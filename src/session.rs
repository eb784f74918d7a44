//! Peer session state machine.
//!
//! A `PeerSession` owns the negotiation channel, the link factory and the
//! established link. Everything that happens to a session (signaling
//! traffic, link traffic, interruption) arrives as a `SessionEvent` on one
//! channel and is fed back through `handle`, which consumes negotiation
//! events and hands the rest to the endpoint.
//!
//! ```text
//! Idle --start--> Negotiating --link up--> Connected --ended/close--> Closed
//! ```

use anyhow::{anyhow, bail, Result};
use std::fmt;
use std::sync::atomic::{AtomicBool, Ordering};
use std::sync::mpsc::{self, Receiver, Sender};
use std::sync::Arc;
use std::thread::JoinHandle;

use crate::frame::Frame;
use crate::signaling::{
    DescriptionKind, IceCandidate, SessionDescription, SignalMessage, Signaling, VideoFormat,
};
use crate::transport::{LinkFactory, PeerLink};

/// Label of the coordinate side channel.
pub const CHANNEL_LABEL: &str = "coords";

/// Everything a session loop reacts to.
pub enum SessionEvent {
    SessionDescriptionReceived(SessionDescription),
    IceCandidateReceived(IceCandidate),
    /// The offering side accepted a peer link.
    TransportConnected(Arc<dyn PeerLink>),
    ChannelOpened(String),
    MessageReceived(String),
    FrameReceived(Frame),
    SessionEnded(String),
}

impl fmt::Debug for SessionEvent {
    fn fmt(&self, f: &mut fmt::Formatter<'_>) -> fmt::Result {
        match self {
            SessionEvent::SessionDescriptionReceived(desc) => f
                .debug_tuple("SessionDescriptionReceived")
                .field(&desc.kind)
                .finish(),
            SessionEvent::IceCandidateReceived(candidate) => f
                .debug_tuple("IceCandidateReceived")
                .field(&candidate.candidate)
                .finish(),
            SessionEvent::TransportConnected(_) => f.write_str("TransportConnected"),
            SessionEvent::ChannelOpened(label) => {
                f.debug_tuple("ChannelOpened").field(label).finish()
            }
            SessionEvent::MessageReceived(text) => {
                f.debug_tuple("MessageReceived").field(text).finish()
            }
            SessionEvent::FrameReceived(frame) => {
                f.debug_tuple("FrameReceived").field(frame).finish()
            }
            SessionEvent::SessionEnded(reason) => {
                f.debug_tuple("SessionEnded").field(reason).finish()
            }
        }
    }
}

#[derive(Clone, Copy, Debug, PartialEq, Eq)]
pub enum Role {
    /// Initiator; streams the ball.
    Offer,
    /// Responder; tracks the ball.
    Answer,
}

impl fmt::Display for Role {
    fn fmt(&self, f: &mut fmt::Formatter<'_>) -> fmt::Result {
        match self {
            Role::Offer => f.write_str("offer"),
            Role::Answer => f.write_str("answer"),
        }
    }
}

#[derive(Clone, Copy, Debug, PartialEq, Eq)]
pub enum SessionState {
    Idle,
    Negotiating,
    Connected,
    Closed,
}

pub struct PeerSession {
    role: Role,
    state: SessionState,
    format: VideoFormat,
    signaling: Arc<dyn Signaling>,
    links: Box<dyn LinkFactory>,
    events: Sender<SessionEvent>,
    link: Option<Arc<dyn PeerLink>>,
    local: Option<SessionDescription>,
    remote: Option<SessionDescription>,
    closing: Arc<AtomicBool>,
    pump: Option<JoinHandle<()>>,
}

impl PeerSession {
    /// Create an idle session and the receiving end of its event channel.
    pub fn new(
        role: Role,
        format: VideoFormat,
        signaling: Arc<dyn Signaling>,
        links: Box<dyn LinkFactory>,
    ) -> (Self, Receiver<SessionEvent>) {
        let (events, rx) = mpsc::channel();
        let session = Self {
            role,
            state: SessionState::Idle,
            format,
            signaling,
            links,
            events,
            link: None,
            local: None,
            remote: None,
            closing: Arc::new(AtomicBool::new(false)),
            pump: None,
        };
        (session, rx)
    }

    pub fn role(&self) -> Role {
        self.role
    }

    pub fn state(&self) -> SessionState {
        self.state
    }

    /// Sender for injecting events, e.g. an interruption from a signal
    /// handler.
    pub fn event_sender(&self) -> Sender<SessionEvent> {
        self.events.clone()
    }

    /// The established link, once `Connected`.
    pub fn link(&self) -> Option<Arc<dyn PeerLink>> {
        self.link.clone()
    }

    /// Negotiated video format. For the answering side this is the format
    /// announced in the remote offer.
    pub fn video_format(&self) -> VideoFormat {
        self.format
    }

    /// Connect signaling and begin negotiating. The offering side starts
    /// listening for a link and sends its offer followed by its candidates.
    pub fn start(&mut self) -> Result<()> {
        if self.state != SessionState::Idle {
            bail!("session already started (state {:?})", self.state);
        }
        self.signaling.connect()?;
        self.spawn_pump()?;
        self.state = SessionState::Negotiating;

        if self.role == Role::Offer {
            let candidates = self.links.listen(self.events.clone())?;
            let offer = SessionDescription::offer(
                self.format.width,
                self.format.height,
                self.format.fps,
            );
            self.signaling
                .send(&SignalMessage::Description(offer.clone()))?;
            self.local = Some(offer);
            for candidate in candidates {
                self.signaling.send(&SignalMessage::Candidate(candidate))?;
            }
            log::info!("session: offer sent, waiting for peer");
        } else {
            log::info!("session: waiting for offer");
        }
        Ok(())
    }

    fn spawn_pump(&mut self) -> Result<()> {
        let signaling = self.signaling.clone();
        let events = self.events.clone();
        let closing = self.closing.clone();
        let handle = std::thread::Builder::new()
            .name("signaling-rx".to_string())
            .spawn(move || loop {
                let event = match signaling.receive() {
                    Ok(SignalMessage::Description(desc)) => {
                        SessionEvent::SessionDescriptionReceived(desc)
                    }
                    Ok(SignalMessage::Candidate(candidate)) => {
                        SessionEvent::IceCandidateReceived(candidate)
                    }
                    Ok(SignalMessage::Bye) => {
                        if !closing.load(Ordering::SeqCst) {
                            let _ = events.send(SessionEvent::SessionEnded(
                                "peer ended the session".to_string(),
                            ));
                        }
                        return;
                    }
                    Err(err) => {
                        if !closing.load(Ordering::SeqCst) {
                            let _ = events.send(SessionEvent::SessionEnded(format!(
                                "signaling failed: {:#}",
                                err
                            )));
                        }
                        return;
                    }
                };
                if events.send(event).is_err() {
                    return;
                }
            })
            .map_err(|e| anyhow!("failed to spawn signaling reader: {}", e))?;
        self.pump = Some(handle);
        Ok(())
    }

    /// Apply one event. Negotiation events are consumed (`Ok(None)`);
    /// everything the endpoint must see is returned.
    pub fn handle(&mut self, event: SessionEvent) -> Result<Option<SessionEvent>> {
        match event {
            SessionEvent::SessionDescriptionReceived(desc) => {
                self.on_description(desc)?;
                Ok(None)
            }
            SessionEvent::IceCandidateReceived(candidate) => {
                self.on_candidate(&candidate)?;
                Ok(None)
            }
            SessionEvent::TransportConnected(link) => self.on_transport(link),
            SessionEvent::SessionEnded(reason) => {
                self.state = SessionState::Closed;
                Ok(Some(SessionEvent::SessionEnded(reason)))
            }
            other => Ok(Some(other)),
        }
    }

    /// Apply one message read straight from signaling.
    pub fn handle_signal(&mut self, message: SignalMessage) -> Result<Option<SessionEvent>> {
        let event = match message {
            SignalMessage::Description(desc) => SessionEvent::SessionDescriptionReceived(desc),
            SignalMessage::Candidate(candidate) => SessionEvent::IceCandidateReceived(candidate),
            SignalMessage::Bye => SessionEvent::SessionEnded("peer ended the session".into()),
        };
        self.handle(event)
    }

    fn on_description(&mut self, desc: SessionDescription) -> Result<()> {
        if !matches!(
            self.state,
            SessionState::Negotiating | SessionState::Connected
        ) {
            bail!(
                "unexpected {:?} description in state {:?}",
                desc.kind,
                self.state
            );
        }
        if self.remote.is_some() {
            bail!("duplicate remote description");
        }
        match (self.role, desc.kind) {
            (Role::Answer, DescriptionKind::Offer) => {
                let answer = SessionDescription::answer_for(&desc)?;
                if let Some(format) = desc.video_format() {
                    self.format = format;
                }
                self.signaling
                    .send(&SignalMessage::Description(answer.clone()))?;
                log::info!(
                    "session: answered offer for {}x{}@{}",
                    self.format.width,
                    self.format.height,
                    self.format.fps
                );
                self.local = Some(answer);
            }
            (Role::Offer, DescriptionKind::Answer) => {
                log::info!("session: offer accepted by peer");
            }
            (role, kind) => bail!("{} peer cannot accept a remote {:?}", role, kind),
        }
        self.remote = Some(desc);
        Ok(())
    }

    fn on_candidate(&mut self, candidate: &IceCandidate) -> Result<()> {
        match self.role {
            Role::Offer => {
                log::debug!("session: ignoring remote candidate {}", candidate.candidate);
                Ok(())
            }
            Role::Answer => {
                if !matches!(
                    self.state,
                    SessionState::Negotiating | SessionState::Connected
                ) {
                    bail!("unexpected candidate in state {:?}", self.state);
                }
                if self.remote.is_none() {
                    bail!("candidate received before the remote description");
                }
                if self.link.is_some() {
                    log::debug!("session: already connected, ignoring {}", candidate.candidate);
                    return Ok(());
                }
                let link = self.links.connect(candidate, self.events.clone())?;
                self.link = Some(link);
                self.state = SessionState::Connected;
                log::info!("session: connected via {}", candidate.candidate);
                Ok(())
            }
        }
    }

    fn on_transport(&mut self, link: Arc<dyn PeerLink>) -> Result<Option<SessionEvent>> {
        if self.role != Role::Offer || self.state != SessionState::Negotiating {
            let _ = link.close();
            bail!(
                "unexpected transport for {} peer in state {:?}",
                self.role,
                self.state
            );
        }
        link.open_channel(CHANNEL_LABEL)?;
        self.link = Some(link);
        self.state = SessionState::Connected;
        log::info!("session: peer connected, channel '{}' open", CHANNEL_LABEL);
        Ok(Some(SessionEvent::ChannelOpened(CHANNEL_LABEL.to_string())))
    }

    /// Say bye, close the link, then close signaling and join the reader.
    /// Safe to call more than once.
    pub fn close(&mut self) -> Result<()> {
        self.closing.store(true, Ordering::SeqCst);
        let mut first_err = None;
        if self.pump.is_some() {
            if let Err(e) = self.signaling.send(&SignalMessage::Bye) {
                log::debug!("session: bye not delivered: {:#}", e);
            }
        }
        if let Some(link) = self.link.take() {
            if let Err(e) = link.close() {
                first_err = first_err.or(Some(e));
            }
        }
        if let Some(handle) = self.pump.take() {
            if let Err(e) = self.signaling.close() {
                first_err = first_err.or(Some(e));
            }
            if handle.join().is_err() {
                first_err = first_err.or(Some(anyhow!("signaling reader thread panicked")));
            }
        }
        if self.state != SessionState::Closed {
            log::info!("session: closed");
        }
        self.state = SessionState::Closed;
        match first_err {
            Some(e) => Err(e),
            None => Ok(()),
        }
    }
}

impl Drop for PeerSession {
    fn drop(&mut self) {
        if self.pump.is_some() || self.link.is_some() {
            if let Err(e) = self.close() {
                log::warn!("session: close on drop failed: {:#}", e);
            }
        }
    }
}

+---+

» **EXERCISE PROMPT**
Would you show every line in the data above that contains the string "links"?

» **SOLUTION TO THE EXERCISE**
    links: Box<dyn LinkFactory>,
        links: Box<dyn LinkFactory>,
            links,
            let candidates = self.links.listen(self.events.clone())?;
                let link = self.links.connect(candidate, self.events.clone())?;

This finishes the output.